In a lawsuit filed with the EU’s General Court, Nord Stream 2 AG, the Swiss‑based and Gazprom‑owned operator of the pipeline, argues that the EU’s 2027 ban on Russian gas amounts to de facto expropriation, stripping the company of any commercial use of its multibillion‑euro infrastructure. The company claims the regulation “effectively deprives it of the opportunity to use its pipeline commercially,” without offering compensation.
The EU’s law, passed earlier this year, aims to end all Russian gas imports by late 2027 a dramatic break from the days when Russia supplied 40 per cent of Europe’s gas. That figure fell to 13 per cent last year as the bloc scrambled to sever energy ties following Moscow’s 2022 invasion of Ukraine.
The ban also extinguishes any prospect of reviving the Nord Stream network, which once promised to deliver 110 billion cubic metres of gas annually to Germany. Both Nord Stream 1 and Nord Stream 2 were crippled by explosions in August 2022. Russia has blamed Ukraine, while Kyiv has denied involvement. Only one of the four pipelines part of Nord Stream 2 remains intact, with President Vladimir Putin recently claiming it could begin pumping gas “tomorrow.”

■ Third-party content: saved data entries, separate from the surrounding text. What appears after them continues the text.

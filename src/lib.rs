//! # ValMux - Bounded In-Flight Counters
//!
//! A small library for bounding how many units of work may be in flight
//! against a resource at the same time. Think of it as a counting semaphore
//! with a mutable ceiling, an optional polling wait, deadlines tied to the
//! caller's request lifecycle, and reservations that release themselves when
//! that lifecycle ends.
//!
//! ## Building Blocks
//!
//! | Type | Description |
//! |------|-------------|
//! | [`BoundedCounter`] | Lock-free `u64` that never exceeds its ceiling and never goes below zero |
//! | [`ValMux`] | Counter plus waiting mode, default timeout and auto-release |
//! | [`Store`] | Keyed registry creating one [`ValMux`] per key from a template |
//! | [`Context`] | Cancellation token with an optional deadline |
//! | [`Config`] | Capacity, waiting mode, poll interval and default timeout |
//!
//! ```text
//!   caller ──► Store::get(key) ──► ValMux ──► BoundedCounter
//!                                    │
//!                                    ├── fail fast:  CapacityExceeded
//!                                    ├── waiting:    poll until fits / ctx fires
//!                                    └── auto-sub:   release when ctx fires
//! ```
//!
//! ## Quick Start
//!
//! ```rust
//! use std::time::Duration;
//! use valmux::{Config, Context, ValMux};
//!
//! # #[tokio::main(flavor = "current_thread")]
//! # async fn main() -> valmux::Result<()> {
//! // At most 4 requests in flight, wait up to the deadline for a free slot.
//! let limiter = ValMux::with_config(
//!     Config::default()
//!         .with_max(4)
//!         .with_waiting(Duration::from_millis(5)),
//! );
//!
//! // The request lifecycle: the slot is returned when it ends.
//! let request = Context::background().with_timeout(Duration::from_millis(200));
//! limiter.inc_auto_dec(&request).await?;
//! assert_eq!(limiter.current(), 1);
//!
//! // Or manage the slot by hand.
//! limiter.inc_ctx(&request).await?;
//! limiter.dec();
//! # Ok(())
//! # }
//! ```
//!
//! ## Per-Key Limits
//!
//! ```rust
//! use valmux::{Config, Store, ValMux};
//!
//! let per_tenant: Store<String> = Store::new(Config::default().with_max(2));
//!
//! let tenant = "acme".to_string();
//! per_tenant.inc(&tenant)?;
//! per_tenant.inc(&tenant)?;
//! assert!(per_tenant.inc(&tenant).is_err());
//!
//! // A tenant with a bigger quota.
//! per_tenant.set("bigcorp".to_string(), ValMux::new(10));
//! # Ok::<(), valmux::ValMuxError>(())
//! ```
//!
//! ## Timeouts
//!
//! A deadline carried by the caller's [`Context`] is authoritative. If the
//! context has none, the configured default timeout
//! ([`DEFAULT_TIMEOUT`](config::DEFAULT_TIMEOUT) unless changed) bounds the
//! wait and, for auto-released reservations, decides when they are returned.
//! With no deadline anywhere, waits are unbounded and auto-released
//! reservations are returned right away, as there is nothing to hook the
//! release on.
//!
//! ## What This Is Not
//!
//! - Not distributed: counters live in one process.
//! - Not fair: waiters poll, whichever polls first after a release wins.
//! - Not a rate limiter: it tracks occupancy, not throughput over time.
//!
//! ## Feature Flags
//!
//! | Feature | Description |
//! |---------|-------------|
//! | `serde` | Serializable [`Config`] and the `snapshot` module |
//! | `json` | JSON rendering of snapshots |
//! | `full` | All of the above |

pub mod config;
pub mod context;
pub mod counter;
pub mod error;
pub mod store;
pub mod valmux;

#[cfg(feature = "serde")]
pub mod snapshot;

pub use config::Config;
pub use context::{Context, ContextError};
pub use counter::BoundedCounter;
pub use error::{Result, ValMuxError};
pub use store::Store;
pub use valmux::ValMux;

Nord Stream 2 AG argues the EU used the wrong legal basis to pass the ban, saying such a sanction‑like measure should have required unanimous approval from all member states, not just a reinforced majority. The law was crafted specifically to bypass opposition from Hungary and Slovakia.
The pipeline, completed in 2021, never entered service. Germany froze its certification just days before Russia launched its full‑scale invasion of Ukraine in February 2022.
Neither Gazprom nor EU institutions have commented on the lawsuit, which was filed on April 27 and published last week in the EU’s official journal. The case now adds a new legal dimension to Europe’s ongoing effort to unwind decades of energy dependence on Russia.